How many bits are in one byte?
One byte contains exactly 8 bits.
Convert Byte (B) to Bit (b) instantly.
Formula
value × 8
| Sample | Converted |
|---|---|
| 1 B | 8 b |
| 5 B | 40 b |
| 10 B | 80 b |
| 100 B | 800 b |
| 1,000 B | 8,000 b |
Convert bytes to bits by multiplying the byte count by 8. This is useful when file, memory, or storage amounts need to be expressed in the smaller unit used by networking, encoding, and binary data work.
Bytes are common for files and memory, while bits are common for lower-level data and networking language.
The conversion is exact because a byte is defined as 8 bits in modern computing contexts.
This page helps avoid the common mistake of treating a byte value and a bit value as if they were the same size.
A 500-byte payload is 4000 bits before considering any transmission overhead or encoding changes.
Use this conversion for data quantity. If the target is a rate such as bits per second, include the time component separately.
Keeping both units visible can make technical documentation clearer when it crosses file-size and network terminology.

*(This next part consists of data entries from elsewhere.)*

//! Manifest (package.json) reading and updating
//!
//! Loads, mutates, and saves the project manifest. Only the `scripts` field
//! is interpreted; everything else round-trips untouched, with key order
//! preserved.

use crate::{
    error::{Result, TsProjError},
    utils::fs::FileSystemUtils,
};
use serde_json::{Map, Value};
use std::path::{Path, PathBuf};
use tracing::{debug, instrument};

/// Parsed manifest contents
pub type Manifest = Map<String, Value>;

/// Reads and updates a project's package.json
#[derive(Debug, Default)]
pub struct ManifestManager {
    fs_utils: FileSystemUtils,
}

impl ManifestManager {
    /// Create a new manifest manager
    pub fn new() -> Self {
        Self {
            fs_utils: FileSystemUtils::new(),
        }
    }

    /// Load package.json from a project directory
    #[instrument(skip(self))]
    pub fn load(&self, project_dir: &Path) -> Result<Manifest> {
        let path = Self::manifest_path(project_dir);
        if !path.exists() {
            return Err(TsProjError::manifest_missing(project_dir));
        }

        let content = self
            .fs_utils
            .read_file_to_string(&path)
            .map_err(|e| TsProjError::file_system("read", &path, e))?;

        let value: Value = serde_json::from_str(&content)
            .map_err(|e| TsProjError::manifest_parse(&path, Some(e)))?;

        match value {
            Value::Object(manifest) => Ok(manifest),
            _ => Err(TsProjError::manifest_parse(&path, None)),
        }
    }

    /// Save a manifest to a project directory
    ///
    /// Serializes with 2-space indentation and a trailing newline,
    /// overwriting the existing file.
    #[instrument(skip(self, manifest))]
    pub fn save(&self, project_dir: &Path, manifest: &Manifest) -> Result<()> {
        let path = Self::manifest_path(project_dir);

        let json = serde_json::to_string_pretty(manifest)
            .map_err(|e| TsProjError::file_system("serialize", &path, e.into()))?;

        self.fs_utils
            .write_file(&path, format!("{json}\n"))
            .map_err(|e| TsProjError::file_system("write", &path, e))?;

        debug!("Saved manifest: {}", path.display());
        Ok(())
    }

    /// Remove all scripts from package.json
    #[instrument(skip(self))]
    pub fn clear_scripts(&self, project_dir: &Path) -> Result<()> {
        let mut manifest = self.load(project_dir)?;
        manifest.insert("scripts".to_string(), Value::Object(Map::new()));
        self.save(project_dir, &manifest)
    }

    /// Add or overwrite a script entry in package.json
    #[instrument(skip(self))]
    pub fn add_script(&self, project_dir: &Path, name: &str, command: &str) -> Result<()> {
        let mut manifest = self.load(project_dir)?;
        let mut scripts = Self::ensure_scripts(&manifest);
        scripts.insert(name.to_string(), Value::String(command.to_string()));
        manifest.insert("scripts".to_string(), Value::Object(scripts));
        self.save(project_dir, &manifest)
    }

    fn manifest_path(project_dir: &Path) -> PathBuf {
        project_dir.join("package.json")
    }

    /// Return the scripts object, coercing a missing or malformed field to
    /// an empty mapping
    fn ensure_scripts(manifest: &Manifest) -> Map<String, Value> {
        match manifest.get("scripts") {
            Some(Value::Object(scripts)) => scripts.clone(),
            _ => Map::new(),
        }
    }
}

A file size is usually shown in bytes, but networks and protocols often describe data in bits.
Converting bytes to bits makes those two contexts comparable.

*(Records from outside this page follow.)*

//! Command implementations for the CLI

use crate::{
    cli::{Command, ScriptsCommand},
    config::Config,
    core::{manifest::ManifestManager, scaffold::ProjectScaffolder},
};
use anyhow::Context;
use std::path::{Path, PathBuf};
use tracing::{info, instrument};

/// Execute the appropriate command based on CLI arguments
#[instrument(skip(config))]
pub fn execute_command(config: &Config, command: &Command) -> anyhow::Result<()> {
    match command {
        Command::Create {
            project_name,
            force,
        } => execute_create_command(config, project_name, *force),
        Command::Scripts { command } => match command {
            ScriptsCommand::Clear { project_dir } => execute_scripts_clear_command(project_dir),
            ScriptsCommand::Add {
                script_name,
                script_command,
                project_dir,
            } => execute_scripts_add_command(project_dir, script_name, script_command),
        },
    }
}

/// Execute the create command
#[instrument(skip(config))]
fn execute_create_command(config: &Config, project_name: &str, force: bool) -> anyhow::Result<()> {
    let project_dir = resolve_dir(project_name)?;
    info!("Creating project directory: {}", project_dir.display());

    let scaffolder = ProjectScaffolder::new(config.clone());
    scaffolder
        .create_project(&project_dir, force)
        .context("Failed to create project")?;

    let name = project_dir
        .file_name()
        .map(|n| n.to_string_lossy().into_owned())
        .unwrap_or_else(|| project_dir.display().to_string());
    info!("Project '{}' created successfully", name);
    Ok(())
}

/// Execute the scripts clear command
#[instrument]
fn execute_scripts_clear_command(project_dir: &Path) -> anyhow::Result<()> {
    let manager = ManifestManager::new();
    manager
        .clear_scripts(project_dir)
        .context("Failed to clear scripts")?;

    info!("All scripts cleared");
    Ok(())
}

/// Execute the scripts add command
#[instrument]
fn execute_scripts_add_command(
    project_dir: &Path,
    script_name: &str,
    script_command: &str,
) -> anyhow::Result<()> {
    let manager = ManifestManager::new();
    manager
        .add_script(project_dir, script_name, script_command)
        .context("Failed to add script")?;

    info!("Script added: \"{}\": \"{}\"", script_name, script_command);
    Ok(())
}

/// Resolve a project name to an absolute path
fn resolve_dir(value: &str) -> anyhow::Result<PathBuf> {
    std::path::absolute(value)
        .with_context(|| format!("Failed to resolve project path: {value}"))
}
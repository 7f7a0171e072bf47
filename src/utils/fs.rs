//! File system utility functions
//!
//! Provides safe file operations with proper error handling.

use std::fs;
use std::io;
use std::path::Path;
use tracing::{debug, instrument};

/// Utility struct for file system operations
#[derive(Debug)]
pub struct FileSystemUtils;

impl FileSystemUtils {
    /// Create a new file system utilities instance
    pub fn new() -> Self {
        Self
    }

    /// Create directories recursively
    #[instrument(skip(self))]
    pub fn create_dir_all<P: AsRef<Path> + std::fmt::Debug>(&self, path: P) -> io::Result<()> {
        let path = path.as_ref();
        debug!("Creating directory: {}", path.display());
        fs::create_dir_all(path)
    }

    /// Check if a path exists and is a directory
    pub fn is_dir<P: AsRef<Path>>(&self, path: P) -> bool {
        path.as_ref().is_dir()
    }

    /// Write content to a file, creating parent directories if needed
    ///
    /// Overwrites unconditionally if the file already exists.
    #[instrument(skip(self, contents))]
    pub fn write_file<P: AsRef<Path> + std::fmt::Debug, C: AsRef<[u8]>>(
        &self,
        path: P,
        contents: C,
    ) -> io::Result<()> {
        let path = path.as_ref();

        debug!("Writing file: {}", path.display());

        if let Some(parent) = path.parent() {
            self.create_dir_all(parent)?;
        }

        fs::write(path, contents)?;
        debug!("File written successfully");
        Ok(())
    }

    /// Read file contents as string
    #[instrument(skip(self))]
    pub fn read_file_to_string<P: AsRef<Path> + std::fmt::Debug>(&self, path: P) -> io::Result<String> {
        let path = path.as_ref();
        debug!("Reading file: {}", path.display());
        fs::read_to_string(path)
    }
}

impl Default for FileSystemUtils {
    fn default() -> Self {
        Self::new()
    }
}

The result can help when reviewing packets, encoded payloads, bandwidth calculations, or documentation that mixes storage and transmission units.

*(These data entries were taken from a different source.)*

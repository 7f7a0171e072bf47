//! Command-line argument parsing and validation

use clap::{Parser, Subcommand};
use std::path::PathBuf;

/// tsproj - Scaffold TypeScript projects and manage package.json scripts
#[derive(Parser, Debug)]
#[command(author, version, about, long_about = None)]
#[command(name = "tsproj")]
pub struct Args {
    /// Enable debug output
    #[arg(long, global = true)]
    pub debug: bool,

    /// Subcommand to execute
    #[command(subcommand)]
    pub command: Command,
}

/// Available commands
#[derive(Subcommand, Debug)]
pub enum Command {
    /// Create a new TypeScript project scaffold
    Create {
        /// Name of the project directory to create
        project_name: String,

        /// Allow an existing directory (use with care)
        #[arg(long)]
        force: bool,
    },

    /// Manage npm scripts in package.json
    Scripts {
        #[command(subcommand)]
        command: ScriptsCommand,
    },
}

/// Script management subcommands
#[derive(Subcommand, Debug)]
pub enum ScriptsCommand {
    /// Clear all scripts from package.json
    Clear {
        /// Directory containing package.json
        #[arg(long = "project-dir", default_value = ".")]
        project_dir: PathBuf,
    },

    /// Add (or overwrite) a script in package.json
    Add {
        /// Script name
        script_name: String,

        /// Script command
        script_command: String,

        /// Directory containing package.json
        #[arg(long = "project-dir", default_value = ".")]
        project_dir: PathBuf,
    },
}

/// Parse command line arguments
pub fn parse_args() -> Args {
    Args::parse()
}
//! Process execution utilities
//!
//! Provides safe process execution with proper error handling and logging.

use crate::error::{Result, TsProjError};
use std::path::Path;
use std::process::{Command, Stdio};
use tracing::{debug, info, instrument};

/// Utility for running external processes
#[derive(Debug)]
pub struct ProcessRunner {
    debug: bool,
}

impl ProcessRunner {
    /// Create a new process runner
    #[must_use]
    pub const fn new(debug: bool) -> Self {
        Self { debug }
    }

    /// Run a command in a working directory, inheriting stdout/stderr
    ///
    /// Blocks until the process exits. A spawn failure and a non-zero exit
    /// status both surface as [`TsProjError::Process`] carrying the rendered
    /// command line.
    #[instrument(skip(self))]
    pub fn run(&self, command: &str, args: &[&str], cwd: &Path) -> Result<()> {
        let cmd_str = std::iter::once(command)
            .chain(args.iter().copied())
            .collect::<Vec<_>>()
            .join(" ");

        if self.debug {
            debug!("Running command: {} (in {})", cmd_str, cwd.display());
        } else {
            info!("+ {}", cmd_str);
        }

        let status = Command::new(command)
            .args(args)
            .current_dir(cwd)
            .stdout(Stdio::inherit())
            .stderr(Stdio::inherit())
            .status()
            .map_err(|e| TsProjError::process(cmd_str.clone(), None, Some(e)))?;

        if !status.success() {
            return Err(TsProjError::process(cmd_str, status.code(), None));
        }

        debug!("Command completed successfully");
        Ok(())
    }

    /// Check if a command exists in PATH
    #[instrument(skip(self))]
    pub fn command_exists(&self, command: &str) -> bool {
        debug!("Checking if command exists: {}", command);

        let result = Command::new("which")
            .arg(command)
            .stdout(Stdio::null())
            .stderr(Stdio::null())
            .status();

        match result {
            Ok(status) => {
                let exists = status.success();
                debug!("Command '{}' exists: {}", command, exists);
                exists
            }
            Err(e) => {
                debug!("Failed to check if command '{}' exists: {}", command, e);
                false
            }
        }
    }
}

impl Default for ProcessRunner {
    fn default() -> Self {
        Self::new(false)
    }
}

#[cfg(test)]
mod tests {
    use super::*;
    use std::path::PathBuf;

    fn cwd() -> PathBuf {
        std::env::current_dir().unwrap()
    }

    #[test]
    fn test_run_simple_command() {
        let runner = ProcessRunner::new(false);
        let result = runner.run("true", &[], &cwd());
        assert!(result.is_ok());
    }

    #[test]
    fn test_run_respects_working_directory() {
        let temp_dir = tempfile::TempDir::new().unwrap();
        let runner = ProcessRunner::new(false);

        runner
            .run("touch", &["marker.txt"], temp_dir.path())
            .unwrap();

        assert!(temp_dir.path().join("marker.txt").exists());
    }

    #[test]
    fn test_run_failing_command() {
        let runner = ProcessRunner::new(false);
        let result = runner.run("false", &[], &cwd());

        if let Err(TsProjError::Process {
            command, exit_code, ..
        }) = result
        {
            assert_eq!(command, "false");
            assert_eq!(exit_code, Some(1));
        } else {
            panic!("Expected Process error");
        }
    }

    #[test]
    fn test_command_line_includes_arguments() {
        let runner = ProcessRunner::new(false);
        let result = runner.run("false", &["--flag", "value"], &cwd());

        if let Err(TsProjError::Process { command, .. }) = result {
            assert_eq!(command, "false --flag value");
        } else {
            panic!("Expected Process error");
        }
    }

    #[test]
    fn test_run_unspawnable_command() {
        let runner = ProcessRunner::new(false);
        let result = runner.run("nonexistent_command_12345", &[], &cwd());

        if let Err(TsProjError::Process {
            exit_code, source, ..
        }) = result
        {
            assert_eq!(exit_code, None);
            assert!(source.is_some());
        } else {
            panic!("Expected Process error");
        }
    }

    #[test]
    fn test_command_exists() {
        let runner = ProcessRunner::new(false);

        assert!(runner.command_exists("echo"));
        assert!(!runner.command_exists("nonexistent_command_12345"));
    }
}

A file manager may show bytes, KB, or MB.
A network specification may show bits or bit rates.
Before comparing the numbers, convert the quantity into the same unit and confirm whether the value is a total amount or a rate.
The difference between byte and bit is an eight-times difference.
That is large enough to cause serious errors in storage planning or transfer estimates.
Checking the unit label before copying a number is the safest habit.
Definition: A byte is a digital information unit made of 8 bits.
History/Origin: Bytes became the practical unit for files, memory, characters, buffers, and storage in modern computing.
Current use: byte is used for file sizes, memory usage, binary data, buffers, storage, database fields, and online tool limits.
Definition: A bit is the smallest common digital information unit and represents a binary state.
History/Origin: Bits are central to binary logic, digital communication, encoding, compression, and data transmission.
Current use: bit is used in networking, protocols, encoding, compression, signals, and low-level data measurement.
| Byte [B] | Bit [b] |
|---|---|
| 0.01 B | 0.08 b |
| 0.1 B | 0.8 b |
| 1 B | 8 b |
| 2 B | 16 b |
| 5 B | 40 b |
| 10 B | 80 b |
| 20 B | 160 b |
| 50 B | 400 b |
| 100 B | 800 b |
1 B = 8 b
1 b = 0.125 B
Formula: value × 8
Example: 15 B = 120 b
Precision note: Use exactly 8 bits per byte. The result is exact for any byte input, including fractional byte values used in mathematical comparisons.
One byte contains exactly 8 bits.
1024 bytes equal 8192 bits.
A byte is made of 8 bits, so each byte contributes eight bits to the result.